▶ WORK ORDER
In the following material, identify every line holding the string "Unparseable" and return it.

▶ DATA LISTING
------------------------------

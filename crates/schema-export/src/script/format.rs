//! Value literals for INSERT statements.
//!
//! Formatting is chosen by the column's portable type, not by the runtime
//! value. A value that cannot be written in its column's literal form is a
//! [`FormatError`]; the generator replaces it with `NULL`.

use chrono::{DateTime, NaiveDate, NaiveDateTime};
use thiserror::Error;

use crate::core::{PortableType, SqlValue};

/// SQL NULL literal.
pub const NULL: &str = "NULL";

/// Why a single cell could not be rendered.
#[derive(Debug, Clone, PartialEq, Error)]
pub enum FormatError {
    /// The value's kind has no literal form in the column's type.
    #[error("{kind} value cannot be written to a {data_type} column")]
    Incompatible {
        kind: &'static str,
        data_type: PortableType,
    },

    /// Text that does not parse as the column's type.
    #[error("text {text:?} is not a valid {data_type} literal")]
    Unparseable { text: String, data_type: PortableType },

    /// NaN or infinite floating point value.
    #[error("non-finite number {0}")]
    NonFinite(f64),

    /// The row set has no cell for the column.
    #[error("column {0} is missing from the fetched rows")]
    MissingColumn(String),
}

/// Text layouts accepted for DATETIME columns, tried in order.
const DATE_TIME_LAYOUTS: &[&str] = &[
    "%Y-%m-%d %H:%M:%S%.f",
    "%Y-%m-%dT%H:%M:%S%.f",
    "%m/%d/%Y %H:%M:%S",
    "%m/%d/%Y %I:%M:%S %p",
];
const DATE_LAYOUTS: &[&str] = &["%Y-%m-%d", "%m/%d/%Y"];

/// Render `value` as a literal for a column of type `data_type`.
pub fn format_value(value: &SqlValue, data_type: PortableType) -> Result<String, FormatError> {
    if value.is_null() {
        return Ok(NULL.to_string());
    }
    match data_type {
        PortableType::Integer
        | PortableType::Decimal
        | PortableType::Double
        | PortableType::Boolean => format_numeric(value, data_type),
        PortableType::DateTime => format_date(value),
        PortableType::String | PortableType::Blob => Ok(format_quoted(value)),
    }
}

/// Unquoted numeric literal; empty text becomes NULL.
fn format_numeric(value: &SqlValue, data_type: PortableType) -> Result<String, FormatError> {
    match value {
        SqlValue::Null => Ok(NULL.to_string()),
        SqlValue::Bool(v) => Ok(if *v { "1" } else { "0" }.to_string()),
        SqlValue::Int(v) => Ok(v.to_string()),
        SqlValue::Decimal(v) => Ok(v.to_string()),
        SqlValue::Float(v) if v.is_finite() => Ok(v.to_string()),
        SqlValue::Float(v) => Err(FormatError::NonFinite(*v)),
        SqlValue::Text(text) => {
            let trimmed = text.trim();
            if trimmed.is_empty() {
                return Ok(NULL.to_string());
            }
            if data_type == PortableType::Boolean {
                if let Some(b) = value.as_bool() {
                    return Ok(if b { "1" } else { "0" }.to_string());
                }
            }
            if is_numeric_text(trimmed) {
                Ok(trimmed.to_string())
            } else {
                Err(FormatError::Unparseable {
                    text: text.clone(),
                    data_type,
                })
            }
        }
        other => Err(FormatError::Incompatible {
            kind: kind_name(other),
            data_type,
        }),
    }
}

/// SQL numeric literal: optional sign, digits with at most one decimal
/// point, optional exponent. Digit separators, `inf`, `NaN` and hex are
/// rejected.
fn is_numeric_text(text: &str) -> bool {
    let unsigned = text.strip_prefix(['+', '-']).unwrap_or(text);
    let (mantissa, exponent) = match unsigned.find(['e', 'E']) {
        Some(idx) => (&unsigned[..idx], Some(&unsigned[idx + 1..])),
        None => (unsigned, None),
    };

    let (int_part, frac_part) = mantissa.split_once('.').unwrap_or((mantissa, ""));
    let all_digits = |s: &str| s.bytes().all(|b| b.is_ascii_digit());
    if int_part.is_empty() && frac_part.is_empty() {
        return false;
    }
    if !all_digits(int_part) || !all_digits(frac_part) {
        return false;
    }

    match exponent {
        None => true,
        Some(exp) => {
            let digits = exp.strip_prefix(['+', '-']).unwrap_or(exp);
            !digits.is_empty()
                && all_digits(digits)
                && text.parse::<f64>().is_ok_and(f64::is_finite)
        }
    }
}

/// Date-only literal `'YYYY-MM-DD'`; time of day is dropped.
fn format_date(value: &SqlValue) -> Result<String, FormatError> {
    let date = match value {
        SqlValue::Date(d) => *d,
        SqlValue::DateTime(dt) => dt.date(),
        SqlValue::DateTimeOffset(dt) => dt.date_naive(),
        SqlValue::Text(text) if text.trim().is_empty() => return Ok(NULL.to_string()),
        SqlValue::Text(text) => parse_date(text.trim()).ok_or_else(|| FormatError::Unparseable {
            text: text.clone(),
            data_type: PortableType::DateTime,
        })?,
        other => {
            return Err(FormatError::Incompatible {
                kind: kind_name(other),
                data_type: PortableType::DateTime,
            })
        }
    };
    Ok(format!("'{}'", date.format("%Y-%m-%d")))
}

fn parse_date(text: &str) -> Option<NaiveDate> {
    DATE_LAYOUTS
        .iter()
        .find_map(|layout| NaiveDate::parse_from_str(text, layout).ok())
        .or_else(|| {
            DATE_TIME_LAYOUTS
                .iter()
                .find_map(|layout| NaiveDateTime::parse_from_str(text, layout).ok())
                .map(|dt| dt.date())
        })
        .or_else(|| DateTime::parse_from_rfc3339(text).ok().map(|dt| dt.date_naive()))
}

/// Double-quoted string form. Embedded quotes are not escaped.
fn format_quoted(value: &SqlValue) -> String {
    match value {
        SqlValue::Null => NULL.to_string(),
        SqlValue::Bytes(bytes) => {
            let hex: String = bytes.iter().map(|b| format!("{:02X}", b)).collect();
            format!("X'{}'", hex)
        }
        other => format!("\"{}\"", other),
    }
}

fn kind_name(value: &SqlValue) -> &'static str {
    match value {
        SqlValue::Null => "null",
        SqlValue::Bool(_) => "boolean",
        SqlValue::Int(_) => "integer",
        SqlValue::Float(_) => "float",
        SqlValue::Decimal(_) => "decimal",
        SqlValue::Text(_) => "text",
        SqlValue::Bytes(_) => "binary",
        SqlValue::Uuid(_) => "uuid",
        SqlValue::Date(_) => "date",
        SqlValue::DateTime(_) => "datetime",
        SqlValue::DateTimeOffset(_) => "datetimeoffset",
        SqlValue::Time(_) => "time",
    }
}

------------------------------

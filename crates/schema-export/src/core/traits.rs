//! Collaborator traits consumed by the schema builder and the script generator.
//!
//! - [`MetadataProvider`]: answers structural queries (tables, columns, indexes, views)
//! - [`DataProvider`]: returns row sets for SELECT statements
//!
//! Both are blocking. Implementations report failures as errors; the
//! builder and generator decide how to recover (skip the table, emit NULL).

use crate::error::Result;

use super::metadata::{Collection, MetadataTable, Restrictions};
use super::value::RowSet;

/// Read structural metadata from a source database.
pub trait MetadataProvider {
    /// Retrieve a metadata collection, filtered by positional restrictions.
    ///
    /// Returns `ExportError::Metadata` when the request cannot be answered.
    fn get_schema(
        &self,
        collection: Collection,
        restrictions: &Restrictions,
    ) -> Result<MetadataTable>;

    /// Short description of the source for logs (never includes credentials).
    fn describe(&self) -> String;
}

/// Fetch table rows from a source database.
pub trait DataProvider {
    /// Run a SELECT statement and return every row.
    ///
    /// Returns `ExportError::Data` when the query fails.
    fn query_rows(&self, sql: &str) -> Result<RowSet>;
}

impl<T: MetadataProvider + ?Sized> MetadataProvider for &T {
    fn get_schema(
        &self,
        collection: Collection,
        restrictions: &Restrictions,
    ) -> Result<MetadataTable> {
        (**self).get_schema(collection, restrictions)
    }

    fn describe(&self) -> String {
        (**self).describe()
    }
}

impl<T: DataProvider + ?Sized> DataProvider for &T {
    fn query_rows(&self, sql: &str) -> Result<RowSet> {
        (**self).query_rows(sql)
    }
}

------------------------------

▶ EXPECTED OUTPUT
    Unparseable { text: String, data_type: PortableType },
                Err(FormatError::Unparseable {
        SqlValue::Text(text) => parse_date(text.trim()).ok_or_else(|| FormatError::Unparseable {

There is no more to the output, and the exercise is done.